Paper No. 42-3
Presentation Time: 9:00 AM-5:30 PM
IDENTIFICATION OF ALLUVIAL FANS PRONE TO DEBRIS-FLOW HAZARD IN NORTHWESTERN BANKS PENINSULA
This study examines the effectiveness of using watershed length (WL), Melton ratio (R), and a combination of WL and R to predict the flow type (i.e. debris-flow, debris-flood, or fluvial) for watersheds on alluvial fans for the purpose of creating a debris-flow hazard map at a regional scale in the volcanic terrain of northwestern Banks Peninsula. ArcGIS was used for delineation, data extraction, and classification of watersheds using the model thresholds. The accuracy of each model’s predictions was tested using field reconnaissance. The model based on WL was 63% accurate, whereas the models based on R and WL and R together were 88% accurate.
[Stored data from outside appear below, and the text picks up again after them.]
use clap::{Parser, ValueEnum};
use std::path::PathBuf;

use crate::config::{DEFAULT_ARCHIVE_WORKERS, DEFAULT_CLASS_WORKERS};

#[derive(Debug, Clone, Parser)]
#[command(name = "class-usage-finder", version)]
#[command(about = "Find usages of Java classes, fields and methods in compiled jar files")]
pub struct Cli {
    /// Query such as `method:owner=[e]java.util.List;name=add`. Repeatable.
    #[arg(short = 'q', long = "query", value_name = "QUERY", required = true)]
    pub queries: Vec<String>,

    /// Archives, or directories searched recursively for jar/zip/war/ear files.
    #[arg(value_name = "PATH", required = true)]
    pub paths: Vec<PathBuf>,

    /// Threads opening archives.
    #[arg(short = 't', long, value_name = "N", default_value_t = DEFAULT_ARCHIVE_WORKERS)]
    pub threads: usize,

    /// Threads checking class files.
    #[arg(long, value_name = "N", default_value_t = DEFAULT_CLASS_WORKERS)]
    pub class_workers: usize,

    #[arg(short = 'f', long, value_enum, default_value_t = OutputFormat::Text)]
    pub format: OutputFormat,

    #[arg(short = 'o', long, value_name = "FILE")]
    pub output: Option<PathBuf>,

    /// Used when RUST_LOG is not set.
    #[arg(long, value_name = "LEVEL", default_value = "info")]
    pub log_level: String,
}

#[derive(Debug, Copy, Clone, PartialEq, Eq, ValueEnum)]
pub enum OutputFormat {
    Text,
    Json,
}
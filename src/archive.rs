use memmap2::Mmap;
use std::fs::File;
use std::io::{Cursor, Read};
use std::path::{Path, PathBuf};
use std::sync::Arc;
use zip::ZipArchive;
use zip::result::ZipError;

use crate::error::ScanError;

const CLASS_SUFFIX: &str = ".class";
const MAX_PREALLOC: u64 = 1 << 20;

#[derive(Debug, Clone)]
struct MappedFile(Arc<Mmap>);

impl AsRef<[u8]> for MappedFile {
    fn as_ref(&self) -> &[u8] {
        &self.0
    }
}

/// An opened, memory-mapped jar. Clones share the mapping and the parsed
/// central directory, so every class-checking task can hold its own handle.
#[derive(Debug, Clone)]
pub struct JarArchive {
    path: PathBuf,
    name: Arc<str>,
    zip: ZipArchive<Cursor<MappedFile>>,
}

/// A class-file entry found while listing an archive.
#[derive(Debug, Clone, PartialEq, Eq)]
pub struct ClassEntry {
    pub index: usize,
    pub name: String,
}

impl JarArchive {
    pub fn open(path: &Path) -> Result<Self, ScanError> {
        let open_error = |source: ZipError| ScanError::ArchiveOpen {
            path: path.to_path_buf(),
            source,
        };

        let file = File::open(path).map_err(|e| open_error(ZipError::Io(e)))?;
        // SAFETY: The file is opened read-only and the mapping is only ever read.
        // Its lifetime is tied to the Arc shared by every clone of this handle.
        let mmap = unsafe { Mmap::map(&file) }.map_err(|e| open_error(ZipError::Io(e)))?;
        let zip = ZipArchive::new(Cursor::new(MappedFile(Arc::new(mmap)))).map_err(open_error)?;

        Ok(Self {
            path: path.to_path_buf(),
            name: path.to_string_lossy().into(),
            zip,
        })
    }

    pub fn path(&self) -> &Path {
        &self.path
    }

    /// Display name used in locations and diagnostics.
    pub fn name(&self) -> &Arc<str> {
        &self.name
    }

    /// Lists the class-file entries, skipping directories and everything not
    /// ending in `.class`. Entries whose headers cannot be read are returned
    /// as errors next to the listing.
    pub fn class_entries(&mut self) -> (Vec<ClassEntry>, Vec<ScanError>) {
        let mut entries = Vec::new();
        let mut failures = Vec::new();

        for index in 0..self.zip.len() {
            match self.zip.by_index_raw(index) {
                Ok(entry) => {
                    if entry.is_dir() || !entry.name().ends_with(CLASS_SUFFIX) {
                        continue;
                    }
                    entries.push(ClassEntry {
                        index,
                        name: entry.name().to_string(),
                    });
                }
                Err(source) => failures.push(ScanError::EntryRead {
                    archive: self.name.to_string(),
                    entry: format!("#{index}"),
                    source,
                }),
            }
        }

        (entries, failures)
    }

    pub fn read_entry(&mut self, entry: &ClassEntry) -> Result<Vec<u8>, ScanError> {
        let read_error = |source: ZipError| ScanError::EntryRead {
            archive: self.name.to_string(),
            entry: entry.name.clone(),
            source,
        };

        let mut file = self.zip.by_index(entry.index).map_err(&read_error)?;
        let mut bytes = Vec::with_capacity(file.size().min(MAX_PREALLOC) as usize);
        file.read_to_end(&mut bytes)
            .map_err(|e| read_error(ZipError::Io(e)))?;
        Ok(bytes)
    }
}
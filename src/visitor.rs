//! Usage extraction.
//!
//! [`visit_class`] walks a parsed [`ClassFile`] once and hands every usage it
//! finds to a handler, in this order: the `extends` and `implements` clauses,
//! field types, then per method its return type, parameter types and the
//! references made by its instructions.

use crate::classfile::{ClassFile, Code, InstructionKind, MethodInfo};
use crate::constant_pool::Constant;
use crate::descriptor::FieldType;
use crate::error::ClassFormatError;
use crate::location::{ClassLocation, LocationPath, MethodLocation};

/// What was referenced. Names are already in dotted form; descriptors are in
/// JVM form.
#[derive(Debug, Clone, Copy, PartialEq, Eq)]
pub enum Usage<'a> {
    Class {
        name: &'a str,
    },
    Method {
        owner: &'a str,
        name: &'a str,
        descriptor: &'a str,
        is_interface: bool,
    },
    Field {
        owner: &'a str,
        name: &'a str,
        descriptor: &'a str,
    },
}

#[derive(Debug, Clone, PartialEq, Eq)]
pub struct UsageEvent<'a> {
    pub location: LocationPath,
    pub usage: Usage<'a>,
}

/// Emits every usage found in `class`. The class's own name from its header
/// is never emitted.
pub fn visit_class<'a, F>(
    class: &'a ClassFile,
    archive: &str,
    mut handler: F,
) -> Result<(), ClassFormatError>
where
    F: FnMut(UsageEvent<'a>),
{
    let root = ClassLocation::new(archive, class.this_class.as_str());

    if let Some(super_class) = class.super_class.as_deref() {
        emit_class(&mut handler, root.in_extends(), super_class);
    }
    for interface in &class.interfaces {
        emit_class(&mut handler, root.in_implements(), interface);
    }

    for field in &class.fields {
        emit_type(&mut handler, || root.in_field(&field.name), &field.field_type);
    }

    for method in &class.methods {
        visit_method(class, &root, method, &mut handler)?;
    }

    Ok(())
}

fn visit_method<'a, F>(
    class: &'a ClassFile,
    root: &ClassLocation,
    method: &'a MethodInfo,
    handler: &mut F,
) -> Result<(), ClassFormatError>
where
    F: FnMut(UsageEvent<'a>),
{
    let location = root.in_method(&method.name, &method.descriptor);

    if let Some(return_type) = &method.signature.return_type {
        emit_type(handler, || location.in_return(), return_type);
    }
    for (index, parameter) in method.signature.parameters.iter().enumerate() {
        emit_type(handler, || location.in_parameter(index), parameter);
    }

    if let Some(code) = &method.code {
        visit_code(class, &location, code, handler)?;
    }
    Ok(())
}

fn visit_code<'a, F>(
    class: &'a ClassFile,
    method: &MethodLocation,
    code: &'a Code,
    handler: &mut F,
) -> Result<(), ClassFormatError>
where
    F: FnMut(UsageEvent<'a>),
{
    let pool = &class.constant_pool;
    let mut lines = code.line_numbers.iter().peekable();
    let mut current_line = None;

    for instruction in &code.instructions {
        while let Some(entry) = lines.next_if(|entry| u32::from(entry.start_pc) <= instruction.offset) {
            current_line = Some(entry.line);
        }

        match instruction.kind {
            InstructionKind::Invoke { index } => {
                let (member, is_interface) = pool.method_ref(index)?;
                let location = method.in_code(current_line);
                handler(UsageEvent {
                    location: location.clone(),
                    usage: Usage::Method {
                        owner: &member.owner,
                        name: &member.name,
                        descriptor: &member.descriptor,
                        is_interface,
                    },
                });
                emit_class(handler, location, &member.owner);
            }
            InstructionKind::FieldAccess { index } => {
                let member = pool.field_ref(index)?;
                let location = method.in_code(current_line);
                handler(UsageEvent {
                    location: location.clone(),
                    usage: Usage::Field {
                        owner: &member.owner,
                        name: &member.name,
                        descriptor: &member.descriptor,
                    },
                });
                emit_class(handler, location, &member.owner);
            }
            InstructionKind::TypeReference { index } => {
                let name = pool.class_name(index)?;
                emit_class(handler, method.in_code(current_line), name);
            }
            InstructionKind::LoadConstant { index } => {
                if let Constant::Class(name) = pool.get(index)? {
                    emit_class(handler, method.in_code(current_line), name);
                }
            }
            InstructionKind::InvokeDynamic { .. } | InstructionKind::Other => {}
        }
    }

    Ok(())
}

/// Emits a class usage for the element class of `name`, skipping primitive
/// arrays such as `int[]`.
fn emit_class<'a, F>(handler: &mut F, location: LocationPath, name: &'a str)
where
    F: FnMut(UsageEvent<'a>),
{
    let element = name.trim_end_matches("[]");
    if element.len() != name.len() && is_primitive(element) {
        return;
    }
    handler(UsageEvent {
        location,
        usage: Usage::Class { name: element },
    });
}

fn emit_type<'a, F, L>(handler: &mut F, location: L, ty: &'a FieldType)
where
    F: FnMut(UsageEvent<'a>),
    L: FnOnce() -> LocationPath,
{
    if let Some(name) = ty.referenced_class() {
        handler(UsageEvent {
            location: location(),
            usage: Usage::Class { name },
        });
    }
}

fn is_primitive(name: &str) -> bool {
    matches!(
        name,
        "byte" | "char" | "double" | "float" | "int" | "long" | "short" | "boolean"
    )
}
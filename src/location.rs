//! Where a usage was found.
//!
//! A [`LocationPath`] is a short immutable chain rooted at a
//! [`ClassLocation`] (archive + class). The class is narrowed to a field, to
//! the `extends` or `implements` clause, or to a [`MethodLocation`], which is
//! in turn narrowed to a code line, a parameter or the return type. Usages
//! only ever sit at one of these leaves. Every narrowing
//! step returns a new value; parts are reference counted, so values are cheap
//! to clone and safe to share between threads.

use std::fmt;
use std::sync::Arc;

use serde::Serialize;

#[derive(Debug, Clone, PartialEq, Eq, Hash, Serialize)]
pub struct ClassLocation {
    pub archive: Arc<str>,
    pub class_name: Arc<str>,
}

#[derive(Debug, Clone, PartialEq, Eq, Hash, Serialize)]
pub struct MethodLocation {
    #[serde(flatten)]
    pub class: ClassLocation,
    pub method_name: Arc<str>,
    pub descriptor: Arc<str>,
}

#[derive(Debug, Clone, PartialEq, Eq, Hash, Serialize)]
#[serde(tag = "scope", rename_all = "snake_case")]
pub enum LocationPath {
    Extends(ClassLocation),
    Implements(ClassLocation),
    Field {
        #[serde(flatten)]
        class: ClassLocation,
        field_name: Arc<str>,
    },
    Code {
        #[serde(flatten)]
        method: MethodLocation,
        /// `None` before the first line-table entry or without a line table.
        line: Option<u16>,
    },
    Parameter {
        #[serde(flatten)]
        method: MethodLocation,
        index: usize,
    },
    Return(MethodLocation),
}

impl ClassLocation {
    pub fn new(archive: impl Into<Arc<str>>, class_name: impl Into<Arc<str>>) -> Self {
        Self {
            archive: archive.into(),
            class_name: class_name.into(),
        }
    }

    pub fn in_extends(&self) -> LocationPath {
        LocationPath::Extends(self.clone())
    }

    pub fn in_implements(&self) -> LocationPath {
        LocationPath::Implements(self.clone())
    }

    pub fn in_field(&self, field_name: &str) -> LocationPath {
        LocationPath::Field {
            class: self.clone(),
            field_name: field_name.into(),
        }
    }

    pub fn in_method(&self, method_name: &str, descriptor: &str) -> MethodLocation {
        MethodLocation {
            class: self.clone(),
            method_name: method_name.into(),
            descriptor: descriptor.into(),
        }
    }
}

impl MethodLocation {
    pub fn in_code(&self, line: Option<u16>) -> LocationPath {
        LocationPath::Code {
            method: self.clone(),
            line,
        }
    }

    pub fn in_parameter(&self, index: usize) -> LocationPath {
        LocationPath::Parameter {
            method: self.clone(),
            index,
        }
    }

    pub fn in_return(&self) -> LocationPath {
        LocationPath::Return(self.clone())
    }
}

impl LocationPath {
    pub fn class(&self) -> &ClassLocation {
        match self {
            Self::Extends(class) | Self::Implements(class) => class,
            Self::Field { class, .. } => class,
            Self::Return(method) => &method.class,
            Self::Code { method, .. } | Self::Parameter { method, .. } => &method.class,
        }
    }

    pub fn method(&self) -> Option<&MethodLocation> {
        match self {
            Self::Return(method) => Some(method),
            Self::Code { method, .. } | Self::Parameter { method, .. } => Some(method),
            Self::Extends(_) | Self::Implements(_) | Self::Field { .. } => None,
        }
    }

    /// The source line for code locations that have one.
    pub fn line(&self) -> Option<u16> {
        match self {
            Self::Code { line, .. } => *line,
            _ => None,
        }
    }
}

impl fmt::Display for ClassLocation {
    fn fmt(&self, f: &mut fmt::Formatter<'_>) -> fmt::Result {
        write!(f, "file {} in class {}", self.archive, self.class_name)
    }
}

impl fmt::Display for MethodLocation {
    fn fmt(&self, f: &mut fmt::Formatter<'_>) -> fmt::Result {
        write!(
            f,
            "{} in method {} ({})",
            self.class, self.method_name, self.descriptor
        )
    }
}

impl fmt::Display for LocationPath {
    fn fmt(&self, f: &mut fmt::Formatter<'_>) -> fmt::Result {
        match self {
            Self::Extends(class) => write!(f, "{class} in extends clause"),
            Self::Implements(class) => write!(f, "{class} in implements clause"),
            Self::Field { class, field_name } => write!(f, "{class} in field {field_name}"),
            Self::Code {
                method,
                line: Some(line),
            } => write!(f, "{method} on line {line}"),
            Self::Code { method, line: None } => write!(f, "{method} on an unknown line"),
            Self::Parameter { method, index } => write!(f, "{method} in parameter {index}"),
            Self::Return(method) => write!(f, "{method} in return type"),
        }
    }
}
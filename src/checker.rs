//! The two-phase scan.
//!
//! Phase 1 opens every input archive on `archive_workers` threads and lists
//! its class entries. Once that pool has fully drained, the listings are
//! turned into one task per class entry and phase 2 parses, visits and
//! matches them on `class_workers` threads. Failed items are counted and
//! logged, never reported.

use std::path::PathBuf;
use std::sync::Arc;
use std::time::Instant;

use anyhow::Result;
use tracing::{debug, info, warn};

use crate::archive::{ClassEntry, JarArchive};
use crate::classfile::parse_class;
use crate::config::ScanConfig;
use crate::error::{ClassFormatError, ScanError};
use crate::progress::{NoProgress, ProgressObserver, ScanCounters, ScanState, ScanStats};
use crate::query::Query;
use crate::report::{Report, ReportSink};
use crate::visitor::visit_class;
use crate::worker::{Task, TaskQueue, WorkerPool};

/// State shared by every task of one scan.
struct ScanContext {
    queries: Vec<Query>,
    sink: ReportSink,
    counters: ScanCounters,
    observer: Arc<dyn ProgressObserver>,
}

/// An archive that opened successfully, with its class listing.
struct OpenedArchive {
    archive: JarArchive,
    entries: Vec<ClassEntry>,
}

struct ArchiveTask {
    path: PathBuf,
    opened: Arc<TaskQueue<OpenedArchive>>,
    ctx: Arc<ScanContext>,
}

impl ArchiveTask {
    fn open(&self) -> Result<(), ScanError> {
        let mut archive =
            JarArchive::open(&self.path).inspect_err(|_| self.ctx.counters.archive_failed())?;

        let (entries, failures) = archive.class_entries();
        for err in failures {
            self.ctx.counters.entry_read_failed();
            warn!(archive = %archive.name(), error = %err, "skipping unreadable entry");
        }

        debug!(archive = %archive.name(), classes = entries.len(), "archive opened");
        self.opened.push(OpenedArchive { archive, entries });
        Ok(())
    }
}

impl Task for ArchiveTask {
    type Error = ScanError;

    fn perform(self) -> Result<(), ScanError> {
        let result = self.open();
        let count = self.ctx.counters.archive_opened();
        self.ctx.observer.archives_opened(count);
        result
    }
}

struct ClassTask {
    archive: JarArchive,
    entry: ClassEntry,
    ctx: Arc<ScanContext>,
}

impl ClassTask {
    fn check(&mut self) -> Result<(), ScanError> {
        let bytes = self
            .archive
            .read_entry(&self.entry)
            .inspect_err(|_| self.ctx.counters.entry_read_failed())?;

        let reports = check_class(&bytes, self.archive.name(), &self.ctx.queries).map_err(|source| {
            self.ctx.counters.class_format_failed();
            ScanError::ClassFormat {
                archive: self.archive.name().to_string(),
                entry: self.entry.name.clone(),
                source,
            }
        })?;

        self.ctx.sink.append(reports);
        Ok(())
    }
}

impl Task for ClassTask {
    type Error = ScanError;

    fn perform(mut self) -> Result<(), ScanError> {
        let result = self.check();
        let count = self.ctx.counters.class_checked();
        self.ctx.observer.classes_checked(count);
        result
    }
}

/// Parses one class file and matches every usage in it against `queries`.
///
/// Reports come back in visiting order, one per (usage, matching query) pair.
/// Nothing is returned for a class that fails to parse.
pub fn check_class(
    bytes: &[u8],
    archive: &str,
    queries: &[Query],
) -> Result<Vec<Report>, ClassFormatError> {
    let class = parse_class(bytes)?;
    let mut reports = Vec::new();
    visit_class(&class, archive, |event| {
        for query in queries {
            if query.matches(&event.usage) {
                reports.push(Report::new(event.location.clone(), query.clone()));
            }
        }
    })?;
    Ok(reports)
}

/// Result of a finished scan.
#[derive(Debug, Clone)]
pub struct ScanOutcome {
    pub reports: Vec<Report>,
    pub stats: ScanStats,
}

pub struct UsageChecker {
    config: ScanConfig,
    observer: Arc<dyn ProgressObserver>,
}

impl UsageChecker {
    pub fn new(config: ScanConfig) -> Self {
        Self::with_observer(config, Arc::new(NoProgress))
    }

    pub fn with_observer(config: ScanConfig, observer: Arc<dyn ProgressObserver>) -> Self {
        Self { config, observer }
    }

    pub fn config(&self) -> &ScanConfig {
        &self.config
    }

    /// Runs both phases to completion. Only a failure to start worker threads
    /// is an error; per-item failures end up in [`ScanStats`].
    pub fn run(self) -> Result<ScanOutcome> {
        let start = Instant::now();
        let ctx = Arc::new(ScanContext {
            queries: self.config.queries().to_vec(),
            sink: ReportSink::new(),
            counters: ScanCounters::default(),
            observer: Arc::clone(&self.observer),
        });

        let result = self.run_phases(&ctx);
        self.observer.state_changed(ScanState::Stopped);
        let total_classes = result?;

        let counters = &ctx.counters;
        let mut stats = ScanStats {
            total_archives: self.config.inputs().len(),
            archives_opened: counters.archives_opened(),
            archive_failures: counters.archive_failures(),
            total_classes,
            classes_checked: counters.classes_checked(),
            entry_read_failures: counters.entry_read_failures(),
            class_format_failures: counters.class_format_failures(),
            reports: 0,
        };

        let reports = match Arc::try_unwrap(ctx) {
            Ok(ctx) => ctx.sink.into_reports(),
            Err(ctx) => ctx.sink.snapshot(),
        };
        stats.reports = reports.len();

        info!(
            archives = stats.archives_opened,
            archive_failures = stats.archive_failures,
            classes = stats.classes_checked,
            entry_read_failures = stats.entry_read_failures,
            class_format_failures = stats.class_format_failures,
            reports = stats.reports,
            elapsed_ms = start.elapsed().as_millis() as u64,
            "scan finished"
        );

        Ok(ScanOutcome { reports, stats })
    }

    /// Returns the number of class tasks handed to phase 2.
    fn run_phases(&self, ctx: &Arc<ScanContext>) -> Result<usize> {
        self.observer.state_changed(ScanState::OpeningArchives);
        info!(
            archives = self.config.inputs().len(),
            workers = self.config.archive_workers(),
            "opening archives"
        );

        let opened = Arc::new(TaskQueue::new());
        let archive_queue = Arc::new(TaskQueue::new());
        archive_queue.extend(self.config.inputs().iter().map(|path| ArchiveTask {
            path: path.clone(),
            opened: Arc::clone(&opened),
            ctx: Arc::clone(ctx),
        }));
        WorkerPool::new("archive-opener", self.config.archive_workers(), archive_queue).run()?;

        // Phase 1 has drained; no phase-2 task exists before this point.
        let mut archives: Vec<OpenedArchive> = std::iter::from_fn(|| opened.pop()).collect();
        archives.sort_by(|a, b| a.archive.path().cmp(b.archive.path()));

        let class_queue = Arc::new(TaskQueue::new());
        for OpenedArchive { archive, entries } in archives {
            class_queue.extend(entries.into_iter().map(|entry| ClassTask {
                archive: archive.clone(),
                entry,
                ctx: Arc::clone(ctx),
            }));
        }
        let total_classes = class_queue.len();

        self.observer.state_changed(ScanState::CheckingClasses);
        info!(
            classes = total_classes,
            workers = self.config.class_workers(),
            "checking classes"
        );
        WorkerPool::new("class-checker", self.config.class_workers(), class_queue).run()?;

        Ok(total_classes)
    }
}
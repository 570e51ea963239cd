use std::fmt;
use std::sync::{Mutex, PoisonError};

use serde::Serialize;

use crate::location::LocationPath;
use crate::query::Query;

/// One query match at one location.
#[derive(Debug, Clone, PartialEq, Eq, Serialize)]
pub struct Report {
    pub location: LocationPath,
    pub query: Query,
}

impl Report {
    pub fn new(location: LocationPath, query: Query) -> Self {
        Self { location, query }
    }
}

impl fmt::Display for Report {
    fn fmt(&self, f: &mut fmt::Formatter<'_>) -> fmt::Result {
        write!(f, "usage at {} from query {}", self.location, self.query)
    }
}

/// Append-only report collection shared by the class-checking workers.
///
/// Each class appends its reports in one batch, so the reports of a single
/// class stay contiguous and in scan order. The order between classes depends
/// on scheduling.
#[derive(Debug, Default)]
pub struct ReportSink {
    reports: Mutex<Vec<Report>>,
}

impl ReportSink {
    pub fn new() -> Self {
        Self::default()
    }

    pub fn append(&self, batch: Vec<Report>) {
        if batch.is_empty() {
            return;
        }
        self.reports
            .lock()
            .unwrap_or_else(PoisonError::into_inner)
            .extend(batch);
    }

    pub fn into_reports(self) -> Vec<Report> {
        self.reports
            .into_inner()
            .unwrap_or_else(PoisonError::into_inner)
    }

    /// Copies the reports collected so far.
    pub fn snapshot(&self) -> Vec<Report> {
        self.reports
            .lock()
            .unwrap_or_else(PoisonError::into_inner)
            .clone()
    }
}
A hazard map created from assigning debris-flow risk levels to each of the combined categories of WL and R revealed that the highest areas of debris-flow risk in the study area are located along the coast of the Lyttelton Volcanic Complex (LVC) which could be detrimental to established infrastructure. The regional debris-flow hazard map generated by this study can be used to evaluate where precautionary measures should be put in place to protect infrastructure, and where to avoid future development around the LVC.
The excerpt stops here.